Language Models Can Resolve Reference Compositionally, But It's Not Their Native Strength: The Case of the Personal Relation Task

arXiv:2605.31480v1 Announce Type: new Abstract: Do neural models, such as Large Language Models, genuinely acquire compositional abilities for interpretation of natural language? When we talk about semantic interpretation, we can distinguish two complementary aspects: establishing what an expression refers to in the world (which we call the Extensional task) and representing its sense in a structured way (which we call the Intensional task). We evaluate LLMs and humans on both tasks in the setting of the Personal Relation Task (Paperno 2022) in which, given a universe of people and their relat
This research provides a current assessment of fundamental LLM capabilities, informing ongoing development and understanding just as these models are being widely integrated into various applications.

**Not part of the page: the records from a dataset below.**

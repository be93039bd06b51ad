//! Progress reporting and cancellation for an import run

use std::sync::Arc;
use std::sync::atomic::{AtomicBool, AtomicU64, Ordering};

use serde::Serialize;
use tokio::sync::mpsc;

/// Fixed stages of an import, each owning a slice of the 0..=1 scale
#[derive(Debug, Clone, Copy, PartialEq, Eq, Serialize)]
#[serde(rename_all = "snake_case")]
pub enum ImportStage {
    Initializing,
    Opening,
    Locating,
    Decoding,
    Finalizing,
}

impl ImportStage {
    /// Start and end fraction of the stage
    pub fn range(self) -> (f64, f64) {
        match self {
            ImportStage::Initializing => (0.0, 0.10),
            ImportStage::Opening => (0.10, 0.40),
            ImportStage::Locating => (0.40, 0.72),
            ImportStage::Decoding => (0.72, 0.90),
            ImportStage::Finalizing => (0.90, 1.0),
        }
    }

    /// Linear position inside the stage, `done` out of `total`
    pub fn interpolate(self, done: usize, total: usize) -> f64 {
        let (start, end) = self.range();
        if total == 0 {
            return end;
        }
        let ratio = (done as f64 / total as f64).clamp(0.0, 1.0);
        start + (end - start) * ratio
    }

    pub fn label(self) -> &'static str {
        match self {
            ImportStage::Initializing => "Initializing",
            ImportStage::Opening => "Opening workbook",
            ImportStage::Locating => "Locating structure",
            ImportStage::Decoding => "Decoding rows",
            ImportStage::Finalizing => "Finalizing",
        }
    }
}

/// One progress update as seen by the caller
#[derive(Debug, Clone, PartialEq, Serialize)]
pub struct Progress {
    pub fraction: f64,
    pub stage: ImportStage,
    pub description: String,
}

/// Sends progress updates without ever blocking the producer
///
/// Fractions are clamped to 0..=1 and never go backwards: a value lower than
/// one already reported is raised to the previous maximum.
#[derive(Debug, Clone, Default)]
pub struct ProgressReporter {
    tx: Option<mpsc::Sender<Progress>>,
    // f64 bits; non-negative floats order the same as their bit patterns
    high_water: Arc<AtomicU64>,
}

impl ProgressReporter {
    pub fn new(tx: mpsc::Sender<Progress>) -> Self {
        Self {
            tx: Some(tx),
            high_water: Arc::new(AtomicU64::new(0)),
        }
    }

    /// Reporter that drops every update
    pub fn silent() -> Self {
        Self::default()
    }

    pub fn report(&self, fraction: f64, stage: ImportStage, description: impl Into<String>) {
        let clamped = if fraction.is_finite() { fraction.clamp(0.0, 1.0) } else { 0.0 };
        let previous = self.high_water.fetch_max(clamped.to_bits(), Ordering::AcqRel);
        let fraction = f64::from_bits(previous).max(clamped);

        if let Some(tx) = &self.tx {
            // try_send so a slow consumer never stalls the import
            let _ = tx.try_send(Progress {
                fraction,
                stage,
                description: description.into(),
            });
        }
    }

    /// Report the start of a stage
    pub fn enter(&self, stage: ImportStage, description: impl Into<String>) {
        self.report(stage.range().0, stage, description);
    }

    /// Highest fraction reported so far
    pub fn current(&self) -> f64 {
        f64::from_bits(self.high_water.load(Ordering::Acquire))
    }
}

/// Context for one import run
#[derive(Debug, Clone)]
pub struct ImportContext {
    pub progress: ProgressReporter,
    /// Flag to signal cancellation
    pub cancel_flag: Arc<AtomicBool>,
}

impl ImportContext {
    pub fn new(progress: ProgressReporter, cancel_flag: Arc<AtomicBool>) -> Self {
        ImportContext { progress, cancel_flag }
    }

    /// Context with no listener and a fresh cancellation flag
    pub fn detached() -> Self {
        Self::new(ProgressReporter::silent(), Arc::new(AtomicBool::new(false)))
    }

    /// Check if cancellation has been requested
    pub fn is_cancelled(&self) -> bool {
        self.cancel_flag.load(Ordering::Relaxed)
    }

    pub fn cancel(&self) {
        self.cancel_flag.store(true, Ordering::Relaxed);
    }
}
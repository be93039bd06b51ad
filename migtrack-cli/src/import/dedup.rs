//! Natural-key duplicate detection within one import

use std::collections::HashMap;

/// Result of checking a key against the seen-set
#[derive(Debug, Clone, Copy, PartialEq, Eq)]
pub enum DedupOutcome {
    /// Key not seen before in this import
    First,
    /// Key already taken by an earlier row
    Repeat { first_row: usize },
}

/// Seen-set of natural keys for one import run
///
/// Only rows that passed validation are offered here, so an invalid row can
/// never claim a key.
#[derive(Debug, Default)]
pub struct Deduplicator {
    seen: HashMap<String, usize>,
}

impl Deduplicator {
    pub fn new() -> Self {
        Self::default()
    }

    /// Record `key` for `row_index`, or report the row that already holds it
    pub fn check(&mut self, key: &str, row_index: usize) -> DedupOutcome {
        match self.seen.get(key) {
            Some(&first_row) => DedupOutcome::Repeat { first_row },
            None => {
                self.seen.insert(key.to_string(), row_index);
                DedupOutcome::First
            }
        }
    }

    pub fn len(&self) -> usize {
        self.seen.len()
    }

    pub fn is_empty(&self) -> bool {
        self.seen.is_empty()
    }
}
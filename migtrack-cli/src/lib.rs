//! Spreadsheet import and validation for migration-tracking workbooks

pub mod cli;
pub mod config;
pub mod import;
pub mod store;
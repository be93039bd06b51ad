//! Record schema descriptors
//!
//! Every importable schema is described by a static field table plus a typed
//! record constructor. The pipeline, locator, decoder and validator are all
//! generic over [`Schema`].

use chrono::{DateTime, Utc};
use serde::Serialize;
use serde::de::DeserializeOwned;

use super::decode::DecodedRow;
use super::kind::ImportKind;

/// How a column's cell text is interpreted
#[derive(Debug, Clone, Copy, PartialEq, Eq)]
pub enum FieldKind {
    /// Free text
    Text,
    /// Optional date; unreadable values are dropped and flagged
    Date,
    /// Date that must be readable when present; unreadable values fail the row
    StrictDate,
    /// Yes/no style flag
    Flag,
}

/// One canonical field of a schema
#[derive(Debug, Clone, Copy)]
pub struct FieldSpec {
    /// Canonical field name used in the column map
    pub name: &'static str,
    /// Label used in review messages
    pub label: &'static str,
    /// Accepted header spellings, already normalized (lower-case alphanumerics)
    pub variants: &'static [&'static str],
    pub kind: FieldKind,
    /// Violation message when the field is missing; `None` for optional fields
    pub required: Option<&'static str>,
    /// Recognised values for status-like fields; empty accepts anything
    pub known_values: &'static [&'static str],
}

impl FieldSpec {
    pub const fn text(name: &'static str, label: &'static str, variants: &'static [&'static str]) -> Self {
        Self {
            name,
            label,
            variants,
            kind: FieldKind::Text,
            required: None,
            known_values: &[],
        }
    }

    pub const fn date(name: &'static str, label: &'static str, variants: &'static [&'static str]) -> Self {
        Self {
            kind: FieldKind::Date,
            ..Self::text(name, label, variants)
        }
    }

    pub const fn strict_date(name: &'static str, label: &'static str, variants: &'static [&'static str]) -> Self {
        Self {
            kind: FieldKind::StrictDate,
            ..Self::text(name, label, variants)
        }
    }

    pub const fn flag(name: &'static str, label: &'static str, variants: &'static [&'static str]) -> Self {
        Self {
            kind: FieldKind::Flag,
            ..Self::text(name, label, variants)
        }
    }

    pub const fn required(self, message: &'static str) -> Self {
        Self {
            required: Some(message),
            ..self
        }
    }

    pub const fn known(self, values: &'static [&'static str]) -> Self {
        Self {
            known_values: values,
            ..self
        }
    }
}

/// Creation stamp shared by every record of one import run
#[derive(Debug, Clone, PartialEq, Eq, Serialize)]
pub struct ImportStamp {
    pub imported_at: DateTime<Utc>,
    pub import_set: String,
}

impl ImportStamp {
    pub fn at(imported_at: DateTime<Utc>) -> Self {
        Self {
            import_set: format!("IMP-{}", imported_at.format("%Y%m%d-%H%M%S")),
            imported_at,
        }
    }

    pub fn now() -> Self {
        Self::at(Utc::now())
    }
}

/// Behaviour shared by every typed record
pub trait ImportRecord: Clone + std::fmt::Debug + Serialize + DeserializeOwned + Send + Sync + 'static {
    const KIND: ImportKind;

    /// Key that must be unique within one import; `None` disables duplicate detection
    fn natural_key(&self) -> Option<String>;

    fn import_date(&self) -> DateTime<Utc>;

    fn import_set(&self) -> &str;
}

/// Descriptor tying a field table to its record type
pub trait Schema: Send + Sync + 'static {
    type Record: ImportRecord;

    /// Field table, in the order violations are reported
    const FIELDS: &'static [FieldSpec];

    /// Field whose header identifies the header row
    const PRIMARY_FIELD: &'static str;

    fn build(row: &DecodedRow, stamp: &ImportStamp) -> Self::Record;

    fn kind() -> ImportKind {
        <Self::Record as ImportRecord>::KIND
    }

    fn field(name: &str) -> Option<&'static FieldSpec> {
        Self::FIELDS.iter().find(|f| f.name == name)
    }
}

/// Separates the parts of a composite natural key. Cell text never carries
/// the unit-separator control character, so distinct parts cannot join to
/// the same key.
pub const KEY_SEPARATOR: &str = "\u{1f}";

pub fn composite_key(parts: &[&str]) -> String {
    parts.join(KEY_SEPARATOR)
}

/// Natural key as shown in review output
pub fn display_key(key: &str) -> String {
    key.replace(KEY_SEPARATOR, " / ")
}

/// Case and whitespace folding used by the application-keyed schemas
pub fn fold_key(value: &str) -> String {
    value
        .split_whitespace()
        .collect::<Vec<_>>()
        .join(" ")
        .to_lowercase()
}

#[cfg(test)]
mod tests {
    use super::*;

    #[test]
    fn test_fold_key() {
        assert_eq!(fold_key("  Office   365 "), "office 365");
        assert_eq!(fold_key("SAP\tGUI"), "sap gui");
    }

    #[test]
    fn test_composite_key_display() {
        let key = composite_key(&["a|b", "c"]);
        assert_eq!(key, "a|b\u{1f}c");
        assert_eq!(display_key(&key), "a|b / c");
        assert_eq!(display_key("office 365"), "office 365");
    }

    #[test]
    fn test_import_set_from_timestamp() {
        let at = DateTime::parse_from_rfc3339("2024-03-05T14:07:09Z")
            .unwrap()
            .with_timezone(&Utc);
        let stamp = ImportStamp::at(at);
        assert_eq!(stamp.import_set, "IMP-20240305-140709");
        assert_eq!(stamp.imported_at, at);
    }

    #[test]
    fn test_field_builders() {
        const FIELD: FieldSpec = FieldSpec::strict_date("test_date", "test date", &["testdate"])
            .required("test date is required")
            .known(&["x"]);
        assert_eq!(FIELD.kind, FieldKind::StrictDate);
        assert_eq!(FIELD.required, Some("test date is required"));
        assert_eq!(FIELD.known_values, &["x"]);
    }
}
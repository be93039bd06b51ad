//! In-process record store used by `--dry-run` and tests

use std::collections::HashSet;

use async_trait::async_trait;
use tokio::sync::Mutex;

use super::{RecordStore, SaveOutcome, StoreError, StoredRecord};
use crate::import::ImportKind;

#[derive(Debug, Default)]
struct Inner {
    records: Vec<StoredRecord>,
    keys: HashSet<(ImportKind, String)>,
}

/// Same duplicate tolerance as [`super::SqliteStore`], nothing persisted
#[derive(Debug, Default)]
pub struct MemoryStore {
    inner: Mutex<Inner>,
}

impl MemoryStore {
    pub fn new() -> Self {
        Self::default()
    }
}

#[async_trait]
impl RecordStore for MemoryStore {
    async fn save(&self, records: &[StoredRecord]) -> Result<SaveOutcome, StoreError> {
        let mut inner = self.inner.lock().await;
        let mut outcome = SaveOutcome::default();

        for record in records {
            if inner.keys.insert((record.kind, record.key.clone())) {
                inner.records.push(record.clone());
                outcome.saved += 1;
            } else {
                outcome.skipped += 1;
            }
        }

        Ok(outcome)
    }

    async fn fetch(&self, kind: ImportKind, limit: Option<usize>) -> Result<Vec<StoredRecord>, StoreError> {
        let inner = self.inner.lock().await;
        Ok(inner
            .records
            .iter()
            .filter(|r| r.kind == kind)
            .take(limit.unwrap_or(usize::MAX))
            .cloned()
            .collect())
    }

    async fn clear(&self, kind: ImportKind) -> Result<u64, StoreError> {
        let mut inner = self.inner.lock().await;
        let before = inner.records.len();
        inner.records.retain(|r| r.kind != kind);
        inner.keys.retain(|(k, _)| *k != kind);
        Ok((before - inner.records.len()) as u64)
    }

    async fn count(&self, kind: ImportKind) -> Result<u64, StoreError> {
        let inner = self.inner.lock().await;
        Ok(inner.records.iter().filter(|r| r.kind == kind).count() as u64)
    }
}

#[cfg(test)]
mod tests {
    use super::*;
    use chrono::Utc;

    fn record(kind: ImportKind, key: &str) -> StoredRecord {
        StoredRecord {
            kind,
            key: key.to_string(),
            import_set: "IMP-test".to_string(),
            imported_at: Utc::now(),
            payload: serde_json::Value::Null,
        }
    }

    #[tokio::test]
    async fn test_memory_store_semantics() {
        let store = MemoryStore::new();

        let outcome = store
            .save(&[
                record(ImportKind::Personnel, "jdoe"),
                record(ImportKind::Personnel, "jdoe"),
                record(ImportKind::Personnel, "asmith"),
            ])
            .await
            .unwrap();
        assert_eq!(outcome, SaveOutcome { saved: 2, skipped: 1 });

        assert_eq!(store.fetch(ImportKind::Personnel, Some(1)).await.unwrap()[0].key, "jdoe");
        assert_eq!(store.count(ImportKind::Personnel).await.unwrap(), 2);

        assert_eq!(store.clear(ImportKind::Personnel).await.unwrap(), 2);
        let again = store.save(&[record(ImportKind::Personnel, "jdoe")]).await.unwrap();
        assert_eq!(again.saved, 1);
    }
}
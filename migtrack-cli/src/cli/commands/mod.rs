//! Command handlers

pub mod import;
pub mod records;
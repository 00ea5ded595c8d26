// src/errors.rs

//! Crate-wide error aliases and helpers.

use thiserror::Error;

use crate::types::QueueName;

#[derive(Error, Debug)]
pub enum AssetrouteError {
    #[error("asset '{asset}' has unknown dependency '{dependency}'")]
    UnknownDependency { asset: String, dependency: String },

    #[error("cycle detected in asset graph: {}", .path.join(" -> "))]
    CycleDetected { path: Vec<String> },

    #[error("asset not found: {0}")]
    UnknownNode(String),

    #[error("asset '{0}' is declared more than once")]
    DuplicateAsset(String),

    #[error("worker pool '{0}' is already registered")]
    DuplicatePool(String),

    #[error("no worker pool is eligible for queue {queue}")]
    NoEligibleWorker { queue: QueueName },

    #[error("Configuration error: {0}")]
    ConfigError(String),

    #[error("IO error: {0}")]
    IoError(#[from] std::io::Error),

    #[error("TOML parsing error: {0}")]
    TomlError(#[from] toml::de::Error),

    #[error(transparent)]
    Other(#[from] anyhow::Error),
}

pub type Result<T> = std::result::Result<T, AssetrouteError>;
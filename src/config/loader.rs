// src/config/loader.rs

use std::fs;
use std::path::{Path, PathBuf};

use tracing::info;

use crate::config::model::{ConfigFile, RawConfigFile};
use crate::errors::Result;

/// Load a configuration file from a given path and return the raw `RawConfigFile`.
///
/// This only performs TOML deserialization; graphs are not built and nothing
/// is validated. Use [`load_and_validate`] for that.
pub fn load_from_path(path: impl AsRef<Path>) -> Result<RawConfigFile> {
    let path = path.as_ref();
    let contents = fs::read_to_string(path)?;

    let config: RawConfigFile = toml::from_str(&contents)?;

    Ok(config)
}

/// Load a configuration file from path, validate it and build every graph.
///
/// - Reads TOML.
/// - Applies defaults (handled by `serde` + `Default` impls).
/// - Checks names, then builds each location's [`AssetGraph`] (unknown
///   dependencies, duplicate assets, cycles) and the worker pool registry
///   (duplicate pools).
///
/// [`AssetGraph`]: crate::graph::AssetGraph
pub fn load_and_validate(path: impl AsRef<Path>) -> Result<ConfigFile> {
    let raw_config = load_from_path(&path)?;
    let config = ConfigFile::try_from(raw_config)?;

    info!(
        path = %path.as_ref().display(),
        locations = config.locations().count(),
        pools = config.pools().len(),
        "loaded configuration"
    );

    Ok(config)
}

/// Parse and validate configuration from an in-memory TOML string.
pub fn load_from_str(contents: &str) -> Result<ConfigFile> {
    let raw: RawConfigFile = toml::from_str(contents)?;
    ConfigFile::try_from(raw)
}

/// Default config path: `Assetroute.toml` in the current working directory.
pub fn default_config_path() -> PathBuf {
    PathBuf::from("Assetroute.toml")
}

Understanding the limits and strengths of large language models in compositional reasoning is crucial for researchers and developers to build more robust and capable AI systems, especially in areas requiring nuanced semantic interpretation.
The paper refines the understanding of LLMs' compositional abilities, suggesting that while they can resolve certain tasks compositionally, it isn't an inherent strength, potentially guiding future architectural improvements and training methodologies.
- · AI researchers
- · NLP developers
- · Companies building agentic AI
- · Overly optimistic projections for current LLM capabilities
Increased focus on explicit compositional training methods and architectural designs for LLMs.
Development of hybrid AI systems combining LLMs with symbolic reasoning modules for complex tasks.
More reliable and less 'hallucinatory' AI agents capable of deeper understanding and interaction.